Good morning. Thanks for taking my questions. I have two, one financial and one trial-related. The financial one is, how would you characterize your latest negotiations with your large investors on your ability to keep financial covenants at bay? And second, how important is the successful completion of SERENITY at home to the company in terms of that trial's ability to potentially unlock partnership opportunities for the larger at-home agitation market?
Good morning, Sumant. This is Vimal. As I mentioned, we are continuing speaking with all our stakeholders, including our strategic partners, and as you know, they've been very collaborative, and we are very pleased with that. We are continuing on that path, and focus continues to be that we can strengthen the balance sheet. At the same time, we can get to the data readout, and for the SERENITY, coming back to your question regarding the SERENITY At-Home partnership, now, if we think about the company, we are way advanced than where we were last year. We already have SERENITY At-Home trial in progress, and we're expecting the data readout next year. The TRANQUILITY In-Care, which is our second phase III trial, which mirrors the TRANQUILITY II, where we had positive data in efficacy and safety, so that is ready to start.
So, company, from a clinical trial perspective and moving these trials forward, which can be huge value drivers for all stakeholders, like particularly patients, caregivers, healthcare providers, and all our other stakeholders, we are pursuing every path that will allow us to maximize the value for our shareholders. And that continues to be the focus of the company.
Thanks.
Thank you. Our next question today is coming from Samir Devani from Rx Securities. Your line is now live.
Hi, guys. Thanks for taking my questions. I guess the first one is just, I think last time we spoke, you mentioned that the TRANQUILITY In-Care trial would have a cohort of 20 patients in the at-home setting. So I just wanted to confirm, following the FDA feedback, whether that was still the case. I guess that's question one. Yeah. Hi there. This is Vince here. So yeah, at the end of the day, after discussion internally, we took that pilot out of the protocol. So currently, that's not part. Okay. And then I guess the second question is just really on BXCL701 and whether you've made any progress in terms of options for progressing that product. Thanks very much. Sure. So I can give the following update. So we're still in the process, I think, as I maybe mentioned on the last quarterly.
Probably a longer process than at least I personally had anticipated, but it's still within that process, working with our firm who has expertise in this area with potential partners, diligence room activities, etc. So it's still an ongoing process. Great. And maybe if I can just sneak one more in. In terms of the stock write-down, could you just confirm that or give us an indication of what sort of inventory you're still holding and what may be at risk going forwards? Thanks.

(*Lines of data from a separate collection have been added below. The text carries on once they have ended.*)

//! Key derivation for the chunked store.
//!
//! `depth` and `parent` are denormalised onto every chunk-0 row so that
//! slash-delimiter listings run as index scans over `(bucket, parent)`
//! instead of walking every key (see the migrations module).

/// Number of `/` separators in a key.
pub fn depth(key: &str) -> i64 {
    key.bytes().filter(|&b| b == b'/').count() as i64
}

/// Longest prefix of `key` ending in `/`, computed after stripping a single
/// trailing `/`. Returns the empty string for top-level keys.
///
/// `parent("a/b/c") == "a/b/"`, `parent("a/b/") == "a/"`, `parent("a") == ""`.
pub fn parent(key: &str) -> String {
    let trimmed = key.strip_suffix('/').unwrap_or(key);
    match trimmed.rfind('/') {
        Some(idx) => trimmed[..=idx].to_string(),
        None => String::new(),
    }
}

/// Exclusive upper bound of the half-open key range `[prefix, upper)`.
///
/// Bumping the final character yields the smallest string ordered after
/// every key starting with `prefix`, which keeps `%` and `_` literal where
/// a `LIKE` pattern would treat them as wildcards. Returns `None` when the
/// prefix is empty (the range is unbounded) or the final character has no
/// successor scalar value.
pub fn next_prefix(prefix: &str) -> Option<String> {
    let last = prefix.chars().last()?;
    let succ = char::from_u32(last as u32 + 1)?;
    let mut upper = String::with_capacity(prefix.len() + succ.len_utf8());
    upper.push_str(&prefix[..prefix.len() - last.len_utf8()]);
    upper.push(succ);
    Some(upper)
}
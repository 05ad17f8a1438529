//! Tenant-scoped chunked object store over an embedded SQLite database.
//!
//! One [`TenantStore`] owns one database. All reads and writes go through
//! its connection mutex, which makes every request a single-writer
//! serialized unit of work: two requests against the same tenant never
//! observe each other's partial mutations. Different tenants hold
//! different stores and run independently.

mod keys;
mod list;
mod migrations;
mod multipart;
mod objects;

use std::path::Path;

use chrono::{DateTime, SecondsFormat, Utc};
use rusqlite::Connection;
use thiserror::Error;
use tokio::sync::Mutex;

use crate::types::{ListPage, ObjectMeta, UploadPage};

/// Maximum bytes carried by one chunk row. Chosen to keep every row well
/// under the storage engine's row-size cap.
pub const CHUNK_SIZE: usize = 1024 * 1024;

/// Errors that can occur during store operations
#[derive(Debug, Error)]
pub enum StoreError {
    #[error("no such multipart upload: {0}")]
    NoSuchUpload(String),

    #[error("multipart upload has no parts: {0}")]
    EmptyUpload(String),

    #[error("corrupt store row: {0}")]
    Corrupt(String),

    #[error("sqlite error: {0}")]
    Sqlite(#[from] rusqlite::Error),
}

/// Timestamps are persisted as ISO-8601 UTC with millisecond precision,
/// e.g. `2024-01-01T00:00:00.000Z`.
pub(crate) fn format_ts(ts: DateTime<Utc>) -> String {
    ts.to_rfc3339_opts(SecondsFormat::Millis, true)
}

pub(crate) fn parse_ts(raw: &str) -> Result<DateTime<Utc>, StoreError> {
    DateTime::parse_from_rfc3339(raw)
        .map(|ts| ts.with_timezone(&Utc))
        .map_err(|_| StoreError::Corrupt(format!("unparseable timestamp {raw:?}")))
}

/// One tenant's object store: a single SQLite connection behind an async
/// mutex. Handlers lock it for the duration of one operation, which is
/// what makes delete-then-insert replacement atomic from a client's view.
pub struct TenantStore {
    conn: Mutex<Connection>,
}

impl TenantStore {
    /// Open (or create) the tenant database and apply pending migrations.
    pub fn open(path: &Path) -> Result<Self, StoreError> {
        if let Some(parent) = path.parent() {
            if !parent.as_os_str().is_empty() {
                std::fs::create_dir_all(parent)
                    .map_err(|e| StoreError::Corrupt(format!("creating {parent:?}: {e}")))?;
            }
        }
        let mut conn = Connection::open(path)?;
        migrations::migrate(&mut conn)?;
        Ok(Self {
            conn: Mutex::new(conn),
        })
    }

    /// Open an in-memory store (for testing).
    pub fn open_in_memory() -> Result<Self, StoreError> {
        let mut conn = Connection::open_in_memory()?;
        migrations::migrate(&mut conn)?;
        Ok(Self {
            conn: Mutex::new(conn),
        })
    }

    pub async fn put_object(
        &self,
        bucket: &str,
        key: &str,
        data: &[u8],
        content_type: &str,
    ) -> Result<ObjectMeta, StoreError> {
        let mut conn = self.conn.lock().await;
        objects::put_object(&mut conn, bucket, key, data, content_type)
    }

    pub async fn head_object(
        &self,
        bucket: &str,
        key: &str,
    ) -> Result<Option<ObjectMeta>, StoreError> {
        let conn = self.conn.lock().await;
        objects::get_meta(&conn, bucket, key)
    }

    pub async fn get_object(
        &self,
        bucket: &str,
        key: &str,
    ) -> Result<Option<(ObjectMeta, Vec<u8>)>, StoreError> {
        let conn = self.conn.lock().await;
        objects::get_object(&conn, bucket, key)
    }

    /// Returns the number of rows removed; deleting an absent key is fine.
    pub async fn delete_object(&self, bucket: &str, key: &str) -> Result<usize, StoreError> {
        let conn = self.conn.lock().await;
        objects::delete_object(&conn, bucket, key)
    }

    /// Same-bucket copy. `None` when the source key does not exist.
    pub async fn copy_object(
        &self,
        bucket: &str,
        src_key: &str,
        dst_key: &str,
    ) -> Result<Option<ObjectMeta>, StoreError> {
        let mut conn = self.conn.lock().await;
        objects::copy_object(&mut conn, bucket, src_key, dst_key)
    }

    pub async fn list_objects(
        &self,
        bucket: &str,
        prefix: &str,
        delimiter: &str,
        max_keys: usize,
        marker: Option<&str>,
    ) -> Result<ListPage, StoreError> {
        let conn = self.conn.lock().await;
        list::list_objects(&conn, bucket, prefix, delimiter, max_keys, marker)
    }

    pub async fn create_upload(
        &self,
        bucket: &str,
        key: &str,
        content_type: &str,
    ) -> Result<String, StoreError> {
        let conn = self.conn.lock().await;
        multipart::create_upload(&conn, bucket, key, content_type)
    }

    pub async fn upload_part(
        &self,
        upload_id: &str,
        part_number: u32,
        data: &[u8],
    ) -> Result<String, StoreError> {
        let mut conn = self.conn.lock().await;
        multipart::upload_part(&mut conn, upload_id, part_number, data)
    }

    /// Returns `(bucket, key, meta)` of the materialised object.
    pub async fn complete_upload(
        &self,
        upload_id: &str,
    ) -> Result<(String, String, ObjectMeta), StoreError> {
        let mut conn = self.conn.lock().await;
        multipart::complete_upload(&mut conn, upload_id)
    }

    pub async fn abort_upload(&self, upload_id: &str) -> Result<(), StoreError> {
        let mut conn = self.conn.lock().await;
        multipart::abort_upload(&mut conn, upload_id)
    }

    pub async fn list_uploads(
        &self,
        bucket: &str,
        prefix: &str,
        key_marker: Option<&str>,
        upload_id_marker: Option<&str>,
        max_uploads: usize,
    ) -> Result<UploadPage, StoreError> {
        let conn = self.conn.lock().await;
        multipart::list_uploads(
            &conn,
            bucket,
            prefix,
            key_marker,
            upload_id_marker,
            max_uploads,
        )
    }
}

#[cfg(test)]
mod tests {
    use super::*;

    #[test]
    fn test_ts_roundtrip() {
        let now = Utc::now();
        let parsed = parse_ts(&format_ts(now)).unwrap();
        // Millisecond precision survives the round-trip.
        assert_eq!(parsed.timestamp_millis(), now.timestamp_millis());
    }

    #[test]
    fn test_parse_ts_rejects_garbage() {
        assert!(parse_ts("not a timestamp").is_err());
    }

    #[tokio::test]
    async fn test_store_open_in_memory() {
        let store = TenantStore::open_in_memory().unwrap();
        store.put_object("b", "k", b"v", "").await.unwrap();
        let (meta, body) = store.get_object("b", "k").await.unwrap().unwrap();
        assert_eq!(meta.size, 1);
        assert_eq!(body, b"v");
    }

    #[tokio::test]
    async fn test_store_open_on_disk() {
        let dir = std::env::temp_dir().join(format!("chunkvault-test-{}", uuid::Uuid::new_v4()));
        let path = dir.join("tenant.db");
        {
            let store = TenantStore::open(&path).unwrap();
            store.put_object("b", "k", b"persisted", "").await.unwrap();
        }
        // Reopening sees the same data and reruns migrations harmlessly.
        let store = TenantStore::open(&path).unwrap();
        let (_, body) = store.get_object("b", "k").await.unwrap().unwrap();
        assert_eq!(body, b"persisted");
        std::fs::remove_dir_all(&dir).ok();
    }
}
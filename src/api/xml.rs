//! S3 XML response builders

use chrono::{DateTime, Utc};

use crate::types::{ListPage, UploadInfo};

/// S3 object in list response
#[derive(Debug, Clone)]
pub struct S3Object {
    pub key: String,
    pub size: u64,
    pub last_modified: DateTime<Utc>,
    pub etag: String,
    pub storage_class: String,
}

impl S3Object {
    pub fn new(key: String, size: u64, last_modified: DateTime<Utc>, etag: String) -> Self {
        Self {
            key,
            size,
            last_modified,
            etag,
            storage_class: "STANDARD".to_string(),
        }
    }
}

/// ListObjectsV2 response
#[derive(Debug, Clone)]
pub struct ListBucketResult {
    pub name: String,
    pub prefix: String,
    pub delimiter: Option<String>,
    pub max_keys: u32,
    pub key_count: u32,
    pub is_truncated: bool,
    pub contents: Vec<S3Object>,
    pub common_prefixes: Vec<String>,
    pub next_continuation_token: Option<String>,
}

impl ListBucketResult {
    pub fn new(
        name: String,
        prefix: String,
        delimiter: Option<String>,
        max_keys: u32,
        page: ListPage,
    ) -> Self {
        let contents: Vec<S3Object> = page
            .contents
            .into_iter()
            .map(|o| {
                S3Object::new(o.key, o.size, o.last_modified, format!("\"{}\"", o.etag))
            })
            .collect();
        let key_count = (contents.len() + page.common_prefixes.len()) as u32;
        Self {
            name,
            prefix,
            delimiter,
            max_keys,
            key_count,
            is_truncated: page.is_truncated,
            contents,
            common_prefixes: page.common_prefixes,
            next_continuation_token: page.next_continuation_token,
        }
    }

    /// Convert to S3 XML format
    pub fn to_xml(&self) -> String {
        let mut xml = String::new();
        xml.push_str(r#"<?xml version="1.0" encoding="UTF-8"?>"#);
        xml.push('\n');
        xml.push_str(r#"<ListBucketResult xmlns="http://s3.amazonaws.com/doc/2006-03-01/">"#);
        xml.push('\n');

        xml.push_str(&format!("  <Name>{}</Name>\n", escape_xml(&self.name)));
        xml.push_str(&format!(
            "  <Prefix>{}</Prefix>\n",
            escape_xml(&self.prefix)
        ));
        if let Some(ref delim) = self.delimiter {
            xml.push_str(&format!("  <Delimiter>{}</Delimiter>\n", escape_xml(delim)));
        }
        xml.push_str(&format!("  <KeyCount>{}</KeyCount>\n", self.key_count));
        xml.push_str(&format!("  <MaxKeys>{}</MaxKeys>\n", self.max_keys));
        xml.push_str(&format!(
            "  <IsTruncated>{}</IsTruncated>\n",
            self.is_truncated
        ));

        if let Some(ref token) = self.next_continuation_token {
            xml.push_str(&format!(
                "  <NextContinuationToken>{}</NextContinuationToken>\n",
                escape_xml(token)
            ));
        }

        for obj in &self.contents {
            xml.push_str("  <Contents>\n");
            xml.push_str(&format!("    <Key>{}</Key>\n", escape_xml(&obj.key)));
            xml.push_str(&format!(
                "    <LastModified>{}</LastModified>\n",
                obj.last_modified.format("%Y-%m-%dT%H:%M:%S%.3fZ")
            ));
            xml.push_str(&format!("    <ETag>{}</ETag>\n", escape_xml(&obj.etag)));
            xml.push_str(&format!("    <Size>{}</Size>\n", obj.size));
            xml.push_str(&format!(
                "    <StorageClass>{}</StorageClass>\n",
                obj.storage_class
            ));
            xml.push_str("  </Contents>\n");
        }

        for cp in &self.common_prefixes {
            xml.push_str("  <CommonPrefixes>\n");
            xml.push_str(&format!("    <Prefix>{}</Prefix>\n", escape_xml(cp)));
            xml.push_str("  </CommonPrefixes>\n");
        }

        xml.push_str("</ListBucketResult>");
        xml
    }
}

/// Escape special XML characters
pub fn escape_xml(s: &str) -> String {
    s.replace('&', "&amp;")
        .replace('<', "&lt;")
        .replace('>', "&gt;")
        .replace('"', "&quot;")
        .replace('\'', "&apos;")
}

// ============================================================================
// CopyObject Response
// ============================================================================

/// CopyObject response
#[derive(Debug, Clone)]
pub struct CopyObjectResult {
    pub etag: String,
    pub last_modified: DateTime<Utc>,
}

impl CopyObjectResult {
    pub fn to_xml(&self) -> String {
        format!(
            r#"<?xml version="1.0" encoding="UTF-8"?>
<CopyObjectResult xmlns="http://s3.amazonaws.com/doc/2006-03-01/">
  <ETag>{}</ETag>
  <LastModified>{}</LastModified>
</CopyObjectResult>"#,
            escape_xml(&self.etag),
            self.last_modified.format("%Y-%m-%dT%H:%M:%S%.3fZ")
        )
    }
}

// ============================================================================
// Multipart Upload Responses
// ============================================================================

/// InitiateMultipartUpload response
#[derive(Debug, Clone)]
pub struct InitiateMultipartUploadResult {
    pub bucket: String,
    pub key: String,
    pub upload_id: String,
}

impl InitiateMultipartUploadResult {
    pub fn to_xml(&self) -> String {
        format!(
            r#"<?xml version="1.0" encoding="UTF-8"?>
<InitiateMultipartUploadResult xmlns="http://s3.amazonaws.com/doc/2006-03-01/">
  <Bucket>{}</Bucket>
  <Key>{}</Key>
  <UploadId>{}</UploadId>
</InitiateMultipartUploadResult>"#,
            escape_xml(&self.bucket),
            escape_xml(&self.key),
            escape_xml(&self.upload_id),
        )
    }
}

/// CompleteMultipartUpload response
#[derive(Debug, Clone)]
pub struct CompleteMultipartUploadResult {
    pub location: String,
    pub bucket: String,
    pub key: String,
    pub etag: String,
}

impl CompleteMultipartUploadResult {
    pub fn to_xml(&self) -> String {
        format!(
            r#"<?xml version="1.0" encoding="UTF-8"?>
<CompleteMultipartUploadResult xmlns="http://s3.amazonaws.com/doc/2006-03-01/">
  <Location>{}</Location>
  <Bucket>{}</Bucket>
  <Key>{}</Key>
  <ETag>{}</ETag>
</CompleteMultipartUploadResult>"#,
            escape_xml(&self.location),
            escape_xml(&self.bucket),
            escape_xml(&self.key),
            escape_xml(&self.etag),
        )
    }
}

/// ListMultipartUploads response
#[derive(Debug, Clone)]
pub struct ListMultipartUploadsResult {
    pub bucket: String,
    pub prefix: String,
    pub uploads: Vec<UploadInfo>,
    pub max_uploads: u32,
    pub is_truncated: bool,
    pub next_key_marker: Option<String>,
    pub next_upload_id_marker: Option<String>,
}

impl ListMultipartUploadsResult {
    pub fn to_xml(&self) -> String {
        let mut xml = String::new();
        xml.push_str(r#"<?xml version="1.0" encoding="UTF-8"?>"#);
        xml.push('\n');
        xml.push_str(
            r#"<ListMultipartUploadsResult xmlns="http://s3.amazonaws.com/doc/2006-03-01/">"#,
        );
        xml.push('\n');
        xml.push_str(&format!(
            "  <Bucket>{}</Bucket>\n",
            escape_xml(&self.bucket)
        ));
        xml.push_str("  <KeyMarker/>\n");
        xml.push_str("  <UploadIdMarker/>\n");
        if !self.prefix.is_empty() {
            xml.push_str(&format!(
                "  <Prefix>{}</Prefix>\n",
                escape_xml(&self.prefix)
            ));
        }
        xml.push_str(&format!(
            "  <MaxUploads>{}</MaxUploads>\n",
            self.max_uploads
        ));
        xml.push_str(&format!(
            "  <IsTruncated>{}</IsTruncated>\n",
            self.is_truncated
        ));
        if let Some(ref nkm) = self.next_key_marker {
            xml.push_str(&format!(
                "  <NextKeyMarker>{}</NextKeyMarker>\n",
                escape_xml(nkm)
            ));
        }
        if let Some(ref num) = self.next_upload_id_marker {
            xml.push_str(&format!(
                "  <NextUploadIdMarker>{}</NextUploadIdMarker>\n",
                escape_xml(num)
            ));
        }

        for upload in &self.uploads {
            xml.push_str("  <Upload>\n");
            xml.push_str(&format!("    <Key>{}</Key>\n", escape_xml(&upload.key)));
            xml.push_str(&format!(
                "    <UploadId>{}</UploadId>\n",
                escape_xml(&upload.upload_id)
            ));
            xml.push_str(&format!(
                "    <Initiated>{}</Initiated>\n",
                upload.initiated.format("%Y-%m-%dT%H:%M:%S%.3fZ")
            ));
            xml.push_str("  </Upload>\n");
        }

        xml.push_str("</ListMultipartUploadsResult>");
        xml
    }
}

Sure, so this is Rich. Thanks. I think we're in pretty good shape now with that write-down. We should have enough product to sustain us for the next couple of years, and remember, this is a non-cash charge, and if sales pick up, we'll have plenty of inventory to sell with this. It's just looking at where we are today and projecting out, so I think we're in pretty good shape with inventory.
Thanks, Richard.
Thank you. We've reached the end of our question-and-answer session. I'd like to turn the floor back over for any further or closing comments.
Thank you, everyone, for joining us today and for your continued interest in BioXcel Therapeutics. Have a great day.
Thank you. That does conclude today's teleconference webcast. You may disconnect your line at this time and have a wonderful day. We thank you for your participation today.